Potatoes: Substitute yellow or white potatoes instead of sweet potatoes for a crispier texture and less sweet flavour. Note that regular potatoes are not Paleo but are Whole30 Compliant.
Bacon: Feel free to use beef, pork or turkey bacon here. Other alternatives include cured deli meats, such as salami, ham, turkey slices or even smoked sausages, like kabanos. You could even sneak in some leftover grilled steak, taco meat or even smoked brisket. The choices are endless.
Leeks: Substitute onion, shallot or a combination of the two if you can’t find leeks.
Asparagus: You can substitute or add julienned bell peppers, mushrooms, spinach or zucchini to the quiche.
Coconut Milk: You can omit the coconut milk altogether if you don’t like the taste. Just note that the texture of the eggs will be more like an omelet and less like a souflé.
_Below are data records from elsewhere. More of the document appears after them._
impl<'a> Resolver<'a> {
    pub fn new(ports: PortRange, upstreams: &'a dyn UpstreamDefaulter) -> Self {
        Self { ports, upstreams }
    }

    /// Builds the sidecar for `parent`, or `None` when no sidecar was asked
    /// for.
    ///
    /// `registered` is a snapshot of the ports every currently registered
    /// service uses. The caller has to keep that snapshot valid until the
    /// result is committed, nothing here takes a lock.
    pub fn resolve(
        &self,
        parent: &NodeService,
        sidecar: Option<&SidecarOverride>,
        token: &str,
        registered: &[RegisteredPort],
    ) -> Result<Option<SidecarRegistration>, SidecarError> {
        let sidecar = match sidecar {
            Some(s) => s,
            None => return Ok(None),
        };

        // user meta is checked before the marker key is injected below
        meta::validate_meta(&sidecar.meta)?;
        if let Some(check) = sidecar.custom_check() {
            check.validate()?;
        }

        let id = sidecar_service_id(&parent.id);
        let port = match sidecar.port.explicit() {
            Some(port) => port,
            None => self.auto_port(&id, registered)?,
        };

        let mut meta = sidecar.meta.clone();
        meta.insert(meta::SIDECAR_KEY.to_owned(), meta::SIDECAR_VALUE.to_owned());

        let service = NodeService {
            kind: ServiceKind::ConnectProxy,
            service: sidecar
                .name
                .clone()
                .unwrap_or_else(|| format!("{}{}", parent.service, SIDECAR_SUFFIX)),
            id,
            tags: sidecar.tags.clone().unwrap_or_default(),
            address: sidecar.address.clone().unwrap_or_default(),
            meta,
            port,
            enable_tag_override: sidecar.enable_tag_override.unwrap_or(false),
            proxy: Some(self.proxy_config(parent, sidecar)),
        };

        let checks = checks::synthesize(port, &parent.id, sidecar.custom_check())?;
        let token = sidecar.custom_token().unwrap_or(token).to_owned();

        debug!(
            parent = parent.id.as_str(),
            sidecar = service.id.as_str(),
            port,
            "Resolved sidecar service"
        );

        Ok(Some(SidecarRegistration {
            service,
            checks,
            token,
        }))
    }

    /// A sidecar that already holds a port inside the range keeps it as long
    /// as no other service uses that port, anything else gets the lowest port
    /// nobody else is using.
    fn auto_port(&self, sidecar_id: &str, registered: &[RegisteredPort]) -> Result<u16, SidecarError> {
        let mut used = HashSet::new();
        let mut previous = None;

        for other in registered.iter().filter(|r| self.ports.contains(r.port)) {
            if other.service_id == sidecar_id {
                previous = Some(other.port);
            } else {
                used.insert(other.port);
            }
        }

        match previous {
            Some(port) if !used.contains(&port) => Ok(port),
            _ => self.ports.allocate(&used),
        }
    }

    fn proxy_config(&self, parent: &NodeService, sidecar: &SidecarOverride) -> ConnectProxyConfig {
        let mut proxy = ConnectProxyConfig {
            destination_service_name: parent.service.clone(),
            destination_service_id: parent.id.clone(),
            local_service_address: DEFAULT_LOCAL_SERVICE_ADDRESS.to_owned(),
            local_service_port: parent.port,
            ..Default::default()
        };

        if let Some(custom) = &sidecar.proxy {
            if let Some(address) = &custom.local_service_address {
                proxy.local_service_address = address.clone();
            }
            if let Some(port) = custom.local_service_port {
                proxy.local_service_port = port;
            }
            if let Some(config) = &custom.config {
                proxy.config = config.clone();
            }
            if let Some(upstreams) = &custom.upstreams {
                proxy.upstreams = self.upstreams.fill_defaults(upstreams.clone());
            }
        }

        proxy
    }
}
Other options include a good-quality, unflavoured, nut milk creamer, such as Nut Pods, which is also Whole30 Approved. Or, if you can tolerate dairy, try using table cream instead.
Cheese: The cheese is optional but will add a very delicious flavour and texture to the quiche. I used Kerrygold Dubliner here. It’s high-quality and made with dairy from Irish grass-fed cows. It has a nutty and slightly sweet flavour profile and melts nicely into the quiche. You can also substitute your favourite melting cheese, such as emmental, gruyère, mozzarella or a nice cheddar.